MONTREAL — Green Party leader Elizabeth May today reaffirmed the party’s pledge to cancel the $13 billion Trans Mountain pipeline expansion and redirect the funds to implementing a National Grid Strategy that will transmit cheap, clean, renewable energy from coast to coast to coast.

The grid strategy would include a transition plan as well as design and management principles for rapid transformation of the existing electrical distribution system into a high efficiency nationally integrated electrical power grid capable of efficiently transporting high electrical loads and accommodating many diverse sources of renewable electrical energy.

“This is a national unity project on the scale of the completion of the trans-Canada railroad in the 19th century,” said Ms.

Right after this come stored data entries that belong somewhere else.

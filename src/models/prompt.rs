//! Prompt Models
//!
//! Structures for the YAML role templates and the user-custom prompt record.

use chrono::Utc;
use serde::{Deserialize, Serialize};

/// Prompt family a user-custom prompt applies to. The modifier phase reuses
/// the writer-family prompt.
#[derive(Debug, Clone, Copy, PartialEq, Eq, Hash, Serialize, Deserialize)]
#[serde(rename_all = "lowercase")]
pub enum PromptRole {
    Writer,
    Reviewer,
}

impl PromptRole {
    pub fn as_str(&self) -> &'static str {
        match self {
            PromptRole::Writer => "writer",
            PromptRole::Reviewer => "reviewer",
        }
    }
}

impl std::fmt::Display for PromptRole {
    fn fmt(&self, f: &mut std::fmt::Formatter<'_>) -> std::fmt::Result {
        f.write_str(self.as_str())
    }
}

/// On-disk YAML template for one role
#[derive(Debug, Clone, Serialize, Deserialize)]
pub struct PromptTemplate {
    #[serde(default)]
    pub metadata: Option<TemplateMetadata>,
    pub prompt: PromptBody,
    #[serde(default)]
    pub iteration_phases: Option<IterationPhases>,
    #[serde(default)]
    pub context_sections: Vec<ContextSection>,
}

impl PromptTemplate {
    /// Templates must carry a non-empty role line and objective to be usable.
    pub fn validate(&self) -> Result<(), String> {
        if self.prompt.role.trim().is_empty() {
            return Err("模板缺少角色设定 (prompt.role)".to_string());
        }
        if self.prompt.objective.trim().is_empty() {
            return Err("模板缺少目标说明 (prompt.objective)".to_string());
        }
        for section in &self.context_sections {
            if section.placeholder.trim().is_empty() {
                return Err(format!("上下文章节 {} 缺少占位符", section.title));
            }
        }
        Ok(())
    }
}

/// Optional descriptive metadata carried by a template file
#[derive(Debug, Clone, Serialize, Deserialize)]
pub struct TemplateMetadata {
    pub name: String,
    #[serde(default)]
    pub version: String,
    #[serde(default)]
    pub description: String,
}

/// The fixed preamble and closing instruction of a role prompt
#[derive(Debug, Clone, Serialize, Deserialize)]
pub struct PromptBody {
    /// Role line, e.g. "你现在扮演一名资深的中国发明专利撰写专家。"
    pub role: String,
    pub objective: String,
    #[serde(default)]
    pub requirements: Vec<String>,
    #[serde(default)]
    pub final_instruction: Option<String>,
}

/// First-round vs. subsequent-round instruction lines
#[derive(Debug, Clone, Serialize, Deserialize)]
pub struct IterationPhases {
    pub first_iteration: PhaseInstruction,
    pub subsequent_iteration: PhaseInstruction,
}

#[derive(Debug, Clone, Serialize, Deserialize)]
pub struct PhaseInstruction {
    pub instruction: String,
}

/// One conditional context section: included iff the `condition` variable is
/// present and non-empty, with `placeholder` expanded from the variable table.
#[derive(Debug, Clone, Serialize, Deserialize)]
pub struct ContextSection {
    pub title: String,
    /// A `{{name}}` expression naming the variable to insert
    pub placeholder: String,
    #[serde(default)]
    pub condition: Option<String>,
}

/// Persisted user-custom prompts, one slot per role family
#[derive(Debug, Clone, Serialize, Deserialize)]
pub struct UserPromptRecord {
    pub prompts: UserPrompts,
    pub created_at: String,
    pub updated_at: String,
}

#[derive(Debug, Clone, Default, Serialize, Deserialize)]
pub struct UserPrompts {
    #[serde(default)]
    pub writer: String,
    #[serde(default)]
    pub reviewer: String,
}

impl Default for UserPromptRecord {
    fn default() -> Self {
        let now = Utc::now().to_rfc3339();
        Self {
            prompts: UserPrompts::default(),
            created_at: now.clone(),
            updated_at: now,
        }
    }
}

impl UserPromptRecord {
    pub fn get(&self, role: PromptRole) -> &str {
        match role {
            PromptRole::Writer => &self.prompts.writer,
            PromptRole::Reviewer => &self.prompts.reviewer,
        }
    }

    pub fn set(&mut self, role: PromptRole, content: String) {
        match role {
            PromptRole::Writer => self.prompts.writer = content,
            PromptRole::Reviewer => self.prompts.reviewer = content,
        }
        self.updated_at = Utc::now().to_rfc3339();
    }
}

/// Statistics about the user prompt record, surfaced by the prompts endpoint
#[derive(Debug, Clone, Serialize, Deserialize)]
pub struct UserPromptStats {
    pub has_writer_prompt: bool,
    pub has_reviewer_prompt: bool,
    pub writer_prompt_length: usize,
    pub reviewer_prompt_length: usize,
    pub last_updated: String,
    pub created_at: String,
}

#[cfg(test)]
mod tests {
    use super::*;

    #[test]
    fn test_template_validation() {
        let yaml = r#"
prompt:
  role: "你现在扮演一名资深的中国发明专利撰写专家。"
  objective: "撰写一份结构完整的发明专利草案。"
  requirements:
    - "使用 Markdown 编写完整专利文档"
context_sections:
  - title: "【技术背景与创新点上下文】"
    placeholder: "{{context}}"
    condition: "context"
"#;
        let template: PromptTemplate = serde_yaml::from_str(yaml).unwrap();
        assert!(template.validate().is_ok());
        assert_eq!(template.context_sections.len(), 1);
    }

    #[test]
    fn test_template_missing_role_fails_validation() {
        let yaml = r#"
prompt:
  role: "   "
  objective: "x"
"#;
        let template: PromptTemplate = serde_yaml::from_str(yaml).unwrap();
        assert!(template.validate().is_err());
    }

    #[test]
    fn test_user_prompt_record_set_updates_timestamp() {
        let mut record = UserPromptRecord::default();
        let before = record.updated_at.clone();
        record.set(PromptRole::Writer, "自定义撰写提示词".to_string());
        assert_eq!(record.get(PromptRole::Writer), "自定义撰写提示词");
        assert!(record.updated_at >= before);
    }
}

May. “It will bring all Canadians together as the country’s undertakes a rapid transformation from fossil fuels to an economy driven by clean, renewable energy.”

Thunder Bay Superior North MP Bruce Hyer hitting the campaign trail
Thunder Bay Superior North MP Bruce Hyer hitting the campaign trail

Thunder Bay-Superior North Green Party candidate Bruce Hyer states, “The creation of an east-west national energy grid is an important one to the Green Party for many reasons. For Canada to effectively move away from fossil fuels and other non-renewable resources, there needs to be a national strategy to connect all parts of the country on the same energy grid. At the same time, the energy grid needs to be ready for the renewable, green energy it will carry. At present, there IS NO national energy strategy, unlike virtually all other developed countries.”

“The development, redevelopment and expansion of this grid will also create many transitional jobs for oil-field workers,” added Hyer. “Provinces lacking access to clean energy will be able to purchase it cheaply and easily, and the national energy grid will reduce the amount of energy going to the United States.”
Hyer concluded, “67 per cent of Canada’s electricity comes from renewable resources — 82 per cent of it coming from non-GHG emitting sources. We can do this!”

Ms. May said that expanding and refurbishing the national electricity grid is a cornerstone of the Green Party’s Mission: Possible – a detailed climate action plan to achieve a 60 per cent reduction in greenhouse gas emissions by 2030 and zero emissions by 2050.

“These targets are not optional, they are the reductions needed to restrict the global average temperature increase to 1.5 degrees C, the level beyond which we risk runaway global warming and the extinction of millions of species, perhaps including our own.”

Ms. May said that Quebec’s hydropower surplus, currently being sold to U.S. power utilities,  could be an important piece in the diverse mix of renewable energy sources that will feed the new national grid. The national grid strategy will include building connections between Manitoba and western Ontario and upgrading connections between New Brunswick and Nova Scotia. The Green Party believes that exporting Québec’s clean hydroelectricity to other Canadian provinces is a much better plan than having Québec export Alberta and BC fossil fuels by the GNL Québec natural gas pipeline.

“Canada is fortunate to have vast renewable energy resources and a sparse population,” said Ms. May. “This makes a fully renewable electricity system much easier to achieve here than in most other countries. For Canada’s particular challenges, investing in improvements in our east-west electricity grid will pay big dividends.”

The Mission: Possible climate blueprint calls for all Canada’s electricity to come from renewable sources by 2030, including getting remote and northern communities off diesel generators.